Work required —
Whenever a line in the data holds the string "super", pull that line out.

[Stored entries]
═══
//! Domain model (type keys, envelopes, contexts, errors, outcomes).
//!
//! transport や handler の実装には依存しない純粋な型だけを置きます。

pub mod type_key;
pub mod envelope;
pub mod context;
pub mod errors;
pub mod outcome;

pub use self::type_key::TypeKey;
pub use self::envelope::{Envelope, SEPARATOR};
pub use self::context::{Context, DoneReason};
pub use self::errors::{CodecError, ErrorKind, ExecuteError, PasserError};
pub use self::outcome::Outcome;
//! RegistryConfig - registry の設定
//!
//! JSON から読み込めるように serde で定義します。
//! 省略したフィールドはデフォルト値になります。

use serde::{Deserialize, Serialize};
use thiserror::Error;

/// 同じ型を二重登録したときの扱い
#[derive(Debug, Clone, Copy, PartialEq, Eq, Default, Serialize, Deserialize)]
#[serde(rename_all = "snake_case")]
pub enum CollisionPolicy {
    /// 後から登録した handler で置き換える（last write wins）
    #[default]
    Replace,
    /// 二重登録をエラーにして、最初の handler を残す
    Reject,
}

#[derive(Debug, Clone, Default, PartialEq, Eq, Serialize, Deserialize)]
#[serde(default)]
pub struct RegistryConfig {
    pub collision_policy: CollisionPolicy,
}

#[derive(Debug, Error)]
pub enum ConfigError {
    #[error("invalid registry config: {0}")]
    Parse(#[from] serde_json::Error),
}

impl RegistryConfig {
    pub fn strict() -> Self {
        Self {
            collision_policy: CollisionPolicy::Reject,
        }
    }

    pub fn from_json_str(s: &str) -> Result<Self, ConfigError> {
        Ok(serde_json::from_str(s)?)
    }
}
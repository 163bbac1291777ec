//! App - 起動時の組み立て
//!
//! # 主要コンポーネント
//! - **RegistryConfig**: 衝突ポリシーなどの設定
//! - **RegistryBuilder**: Registry の構築と起動時検証

pub mod builder;
pub mod config;

pub use self::builder::{BuildError, RegistryBuilder};
pub use self::config::{CollisionPolicy, ConfigError, RegistryConfig};
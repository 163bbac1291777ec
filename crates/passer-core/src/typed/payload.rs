//! Payload trait - registry に流せる値の型
//!
//! # 学習ポイント
//! - Blanket impl による marker trait
//! - Trait bounds の組み合わせ (Serialize + DeserializeOwned + Send + 'static)

use serde::Serialize;
use serde::de::DeserializeOwned;

use crate::domain::TypeKey;

/// Payload は envelope の body に載せられる型
///
/// serde で往復できて、spawn した handler に move できる型ならすべて Payload です。
/// 個別に impl する必要はありません。
///
/// # Trait Bounds
/// - `Serialize`: encode のため
/// - `DeserializeOwned`: execute 時に body から新しい値を作るため
/// - `Send + 'static`: tokio::spawn した handler に渡すため
pub trait Payload: Serialize + DeserializeOwned + Send + 'static {
    /// registry のキー
    fn type_key() -> TypeKey {
        TypeKey::of::<Self>()
    }
}

impl<T> Payload for T where T: Serialize + DeserializeOwned + Send + 'static {}


#[cfg(test)]
mod tests {
    use super::fixtures::{TestStructA, TestStructB};
    use super::*;

    #[test]
    fn type_key_follows_rust_type() {
        assert_eq!(TestStructA::type_key(), TypeKey::of::<TestStructA>());
        assert_ne!(TestStructA::type_key(), TestStructB::type_key());
    }
}
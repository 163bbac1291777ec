//! Typed - 型付き dispatch API
//!
//! payload の Rust 型をそのまま registry のキーにして、
//! Handler との対応付けを型で保証します。
//!
//! # 二層構造
//! - **表層（Typed）**: `Payload` trait, `Handler<P, R, E>` trait - 型安全
//! - **内部（Dyn）**: `DynHandler` trait - object-safe, type erasure

pub mod payload;
pub mod handler;
pub mod registry;
pub mod codec;

// 主要な trait/型 を再エクスポート
pub use self::payload::Payload;
pub use self::handler::{DynHandler, Handler, TypedHandler};
pub use self::registry::{Registration, Registry};
pub use self::codec::{BincodeCodec, Codec, CodecError, JsonCodec};
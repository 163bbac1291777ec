//! Handler trait - payload を処理する Handler の定義
//!
//! # 学習ポイント
//! - ジェネリック trait (Handler<P, R, E>)
//! - Object-safe trait (DynHandler)
//! - Type erasure パターン (TypedHandler<P, H> → DynHandler)
//! - `self: Arc<Self>` receiver で 'static な future を作る

use std::future::Future;
use std::marker::PhantomData;
use std::sync::Arc;

use async_trait::async_trait;
use futures::future::BoxFuture;

use super::codec::Codec;
use super::payload::Payload;
use crate::domain::{Context, PasserError, TypeKey};

/// Handler は payload を受け取って結果を返す
///
/// # 使用例
/// ```ignore
/// struct AppendResult;
///
/// #[async_trait]
/// impl Handler<Ptype, Presult, MyError> for AppendResult {
///     async fn handle(&self, _ctx: Context, p: Ptype) -> Result<Presult, MyError> {
///         Ok(Presult { key: format!("{}+result", p.key) })
///     }
/// }
/// ```
///
/// `Fn(Context, P) -> impl Future<Output = Result<R, E>>` のクロージャもそのまま Handler になります。
///
/// # キャンセル
/// 長く動く handler は `ctx.done()` を監視して自分で終了してください。
/// registry は待つのをやめるだけで、handler を止めません。
#[async_trait]
pub trait Handler<P, R, E>: Send + Sync + 'static
where
    P: Payload,
    R: Send + 'static,
    E: Send + 'static,
{
    async fn handle(&self, ctx: Context, payload: P) -> Result<R, E>;
}

#[async_trait]
impl<P, R, E, F, Fut> Handler<P, R, E> for F
where
    P: Payload,
    R: Send + 'static,
    E: Send + 'static,
    F: Fn(Context, P) -> Fut + Send + Sync + 'static,
    Fut: Future<Output = Result<R, E>> + Send + 'static,
{
    async fn handle(&self, ctx: Context, payload: P) -> Result<R, E> {
        (self)(ctx, payload).await
    }
}

/// DynHandler は payload 型を消去した Handler
///
/// TypedHandler<P, H> を DynHandler に変換することで、
/// HashMap<TypeKey, Arc<dyn DynHandler<R, E, C>>> に格納可能にします。
///
/// # Object Safety
/// - payload 型 P は trait に現れない
/// - `self: Arc<Self>` は dispatch 可能な receiver
pub trait DynHandler<R, E, C: Codec>: Send + Sync {
    /// body を decode して、spawn できる future を返す
    ///
    /// decode に失敗したら handler は呼ばれず `DecodingFailed`。
    fn prepare(
        self: Arc<Self>,
        codec: &C,
        ctx: Context,
        body: &[u8],
    ) -> Result<BoxFuture<'static, Result<R, E>>, PasserError>;

    fn type_key(&self) -> &TypeKey;
}

pub struct TypedHandler<P, H> {
    handler: H,
    key: TypeKey,
    _marker: PhantomData<fn() -> P>,
}

impl<P: Payload, H> TypedHandler<P, H> {
    pub fn new(handler: H) -> Self {
        Self {
            handler,
            key: P::type_key(),
            _marker: PhantomData,
        }
    }
}

impl<P, H, R, E, C> DynHandler<R, E, C> for TypedHandler<P, H>
where
    P: Payload,
    H: Handler<P, R, E>,
    R: Send + 'static,
    E: Send + 'static,
    C: Codec,
{
    fn prepare(
        self: Arc<Self>,
        codec: &C,
        ctx: Context,
        body: &[u8],
    ) -> Result<BoxFuture<'static, Result<R, E>>, PasserError> {
        let payload: P = codec
            .decode(body)
            .map_err(|source| PasserError::DecodingFailed {
                key: self.key.clone(),
                source,
            })?;

        Ok(Box::pin(async move { self.handler.handle(ctx, payload).await }))
    }

    fn type_key(&self) -> &TypeKey {
        &self.key
    }
}


#[cfg(test)]
mod tests {
    use super::fixtures::{AppendResultHandler, Presult};
    use super::*;
    use crate::typed::codec::{BincodeCodec, JsonCodec};
    use crate::typed::payload::fixtures::{Ptype, TestStructA};

    #[tokio::test]
    async fn test_typed_handler() {
        let typed = Arc::new(TypedHandler::<Ptype, _>::new(AppendResultHandler));
        let body = JsonCodec
            .encode(&Ptype {
                key: "haha".to_string(),
            })
            .unwrap();

        let fut = DynHandler::<Presult, String, JsonCodec>::prepare(
            typed,
            &JsonCodec,
            Context::background(),
            &body,
        )
        .unwrap();
        assert_eq!(
            fut.await,
            Ok(Presult {
                key: "haha+result".to_string()
            })
        );
    }

    #[tokio::test]
    async fn closure_is_a_handler() {
        let handler = |_ctx: Context, input: TestStructA| async move {
            Ok::<_, String>(input.field_b)
        };
        let typed = Arc::new(TypedHandler::<TestStructA, _>::new(handler));
        let body = BincodeCodec
            .encode(&TestStructA {
                field_a: 1,
                field_b: "from closure".to_string(),
            })
            .unwrap();

        let fut = DynHandler::<String, String, BincodeCodec>::prepare(
            typed,
            &BincodeCodec,
            Context::background(),
            &body,
        )
        .unwrap();
        assert_eq!(fut.await, Ok("from closure".to_string()));
    }

    #[test]
    fn prepare_reports_decode_failure_without_calling_handler() {
        let typed = Arc::new(TypedHandler::<Ptype, _>::new(AppendResultHandler));
        let result = DynHandler::<Presult, String, JsonCodec>::prepare(
            typed,
            &JsonCodec,
            Context::background(),
            b"{broken",
        );
        assert!(matches!(result, Err(PasserError::DecodingFailed { .. })));
    }

    #[test]
    fn type_key_is_payload_type() {
        let typed = TypedHandler::<Ptype, _>::new(AppendResultHandler);
        let key = DynHandler::<Presult, String, JsonCodec>::type_key(&typed);
        assert_eq!(key, &TypeKey::of::<Ptype>());
    }
}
═══
Exercise response —
    use super::fixtures::{TestStructA, TestStructB};
    use super::*;
use super::codec::Codec;
use super::payload::Payload;
    use super::fixtures::{AppendResultHandler, Presult};
    use super::*;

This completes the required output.